Another Word For It Patrick Durusau on Topic Maps and Semantic Diversity

November 21, 2014

Big data in minutes with the ELK Stack

Filed under: ElasticSearch,Kibana,logstash — Patrick Durusau @ 8:36 pm

Big data in minutes with the ELK Stack by Philippe Creux.

From the post:

We’ve built a data analysis and dashboarding infrastructure for one of our clients over the past few weeks. They collect about 10 million data points a day. Yes, that’s big data.

My highest priority was to allow them to browse the data they collect so that they can ensure that the data points are consistent and contain all the attributes required to generate the reports and dashboards they need.

I chose to give the ELK stack a try: ElasticSearch, logstash and Kibana.

Is it just me or does processing “big data” seem to have gotten easier over the past several years?

But however easy or hard the processing, the value-add question is what do we know post data processing that we didn’t know before?

November 12, 2013

Using Solr to Search and Analyze Logs

Filed under: Hadoop,Log Analysis,logstash,Lucene,Solr — Patrick Durusau @ 4:07 pm

Using Solr to Search and Analyze Logs by Radu Gheorghe.

From the description:

Since we’ve added Solr output for Logstash, indexing logs via Logstash has become a possibility. But what if you are not using (only) Logstash? Are there other ways you can index logs in Solr? Oh yeah, there are! The following slides are from Lucene Revolution conference that just took place in Dublin where we talked about indexing and searching logs with Solr.

Slides but a very good set of slides.

Radu’s post reminds me I over looked logs in the Hadoop eco-system when describing semantic diversity (Hadoop Ecosystem Configuration Woes?).

Or for that matter, how do you link up the logs with particular configuration or job settings?

Emails to the support desk and sticky notes don’t seem equal to the occasion.

March 28, 2012

Kibana

Filed under: ElasticSearch,Kibana,logstash — Patrick Durusau @ 4:22 pm

Kibana

From the webpage:

You have logs. Billions of lines of data. You shipped, dated it, parsed it and stored it. Now what do you do with it? Now you make sense of it. Kibana helps you do that.
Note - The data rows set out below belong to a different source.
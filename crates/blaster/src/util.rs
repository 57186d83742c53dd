//! DOM-independent helpers

use std::sync::OnceLock;
use std::time::Instant;

use blaster_css::element_matches;
use blaster_dom::{Document, NodeId};
use indexmap::{IndexMap, IndexSet};

use crate::Value;

/// `Null`, zero, NaN, an empty list, or whitespace-only text
pub fn is_blank(value: &Value) -> bool {
    match value {
        Value::Null => true,
        Value::Number(n) => *n == 0.0 || n.is_nan(),
        Value::List(items) => items.is_empty(),
        Value::Text(s) => s.trim().is_empty(),
        _ => false,
    }
}

/// Keys of `base` in order, overridden by `add`, followed by keys only in `add`
pub fn merge(base: &IndexMap<String, Value>, add: &IndexMap<String, Value>) -> IndexMap<String, Value> {
    let mut out: IndexMap<String, Value> = base
        .iter()
        .map(|(key, value)| (key.clone(), add.get(key).unwrap_or(value).clone()))
        .collect();
    for (key, value) in add {
        if !base.contains_key(key) {
            out.insert(key.clone(), value.clone());
        }
    }
    out
}

/// Split a `class` attribute into a set of names
pub fn make_class_map(class_name: &str) -> IndexSet<String> {
    class_name.split_whitespace().map(str::to_string).collect()
}

/// Join a class set back into a `class` attribute value
pub fn merge_class_map(classes: &IndexSet<String>) -> String {
    classes.iter().map(String::as_str).collect::<Vec<_>>().join(" ")
}

/// Test `node` against a selector; an invalid selector never matches
pub fn matches(document: &Document, node: NodeId, selector: &str) -> bool {
    element_matches(document.tree(), node, selector).unwrap_or_else(|err| {
        tracing::warn!(%err, %node, "selector cannot match");
        false
    })
}

/// Monotonic nanoseconds since the first call in this process
pub fn nano_time() -> u64 {
    static START: OnceLock<Instant> = OnceLock::new();
    let start = START.get_or_init(Instant::now);
    u64::try_from(start.elapsed().as_nanos()).unwrap_or(u64::MAX)
}

#[cfg(test)]
mod tests {
    use super::*;

    fn map(entries: &[(&str, Value)]) -> IndexMap<String, Value> {
        entries.iter().map(|(k, v)| (k.to_string(), v.clone())).collect()
    }

    #[test]
    fn test_is_blank() {
        assert!(is_blank(&Value::Null));
        assert!(is_blank(&Value::Number(0.0)));
        assert!(is_blank(&Value::Number(f64::NAN)));
        assert!(is_blank(&Value::List(vec![])));
        assert!(is_blank(&Value::from(" \t\n")));
        assert!(!is_blank(&Value::from("x")));
        assert!(!is_blank(&Value::Number(3.0)));
        assert!(!is_blank(&Value::Bool(false)));
    }

    #[test]
    fn test_merge() {
        let base = map(&[("a", 1.0.into()), ("b", 2.0.into())]);
        let add = map(&[("c", 3.0.into()), ("a", 9.0.into())]);
        let merged = merge(&base, &add);
        let keys: Vec<&str> = merged.keys().map(String::as_str).collect();
        assert_eq!(keys, vec!["a", "b", "c"]);
        assert_eq!(merged["a"], Value::Number(9.0));
        assert_eq!(merged["b"], Value::Number(2.0));
    }

    #[test]
    fn test_class_map() {
        let mut classes = make_class_map("  one two\tone ");
        assert_eq!(classes.len(), 2);
        classes.insert("three".into());
        classes.shift_remove("one");
        assert_eq!(merge_class_map(&classes), "two three");
        assert!(make_class_map("   ").is_empty());
    }

    #[test]
    fn test_matches() {
        let doc = Document::default();
        let body = doc.body().unwrap();
        assert!(matches(&doc, body, "html > body"));
        assert!(!matches(&doc, body, "div"));
        assert!(!matches(&doc, body, "body["));
    }

    #[test]
    fn test_nano_time_monotonic() {
        let a = nano_time();
        let b = nano_time();
        assert!(b >= a);
    }
}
Kibana is an alternative browser based interface for Logstash and ElasticSearch that allows you to efficiently search, graph, analyze and otherwise make sense of a mountain of logs.

Any thoughts of what data you would map to such an interface? Or map to the aggregations that it offers?

February 4, 2012

Elasticsearch Using index templates & dynamic mappings

Filed under: Dynamic Mapping,logstash — Patrick Durusau @ 3:37 pm

Elasticsearch Using index templates & dynamic mappings

Enables faceted searches of logs using logstash.

If you don’t know logstash, you might want to take a quick tour.

I found it interesting that you can now parse events on a TCP socket.

What you want to add to logs, events, etc., for mapping purposes is entirely up to you.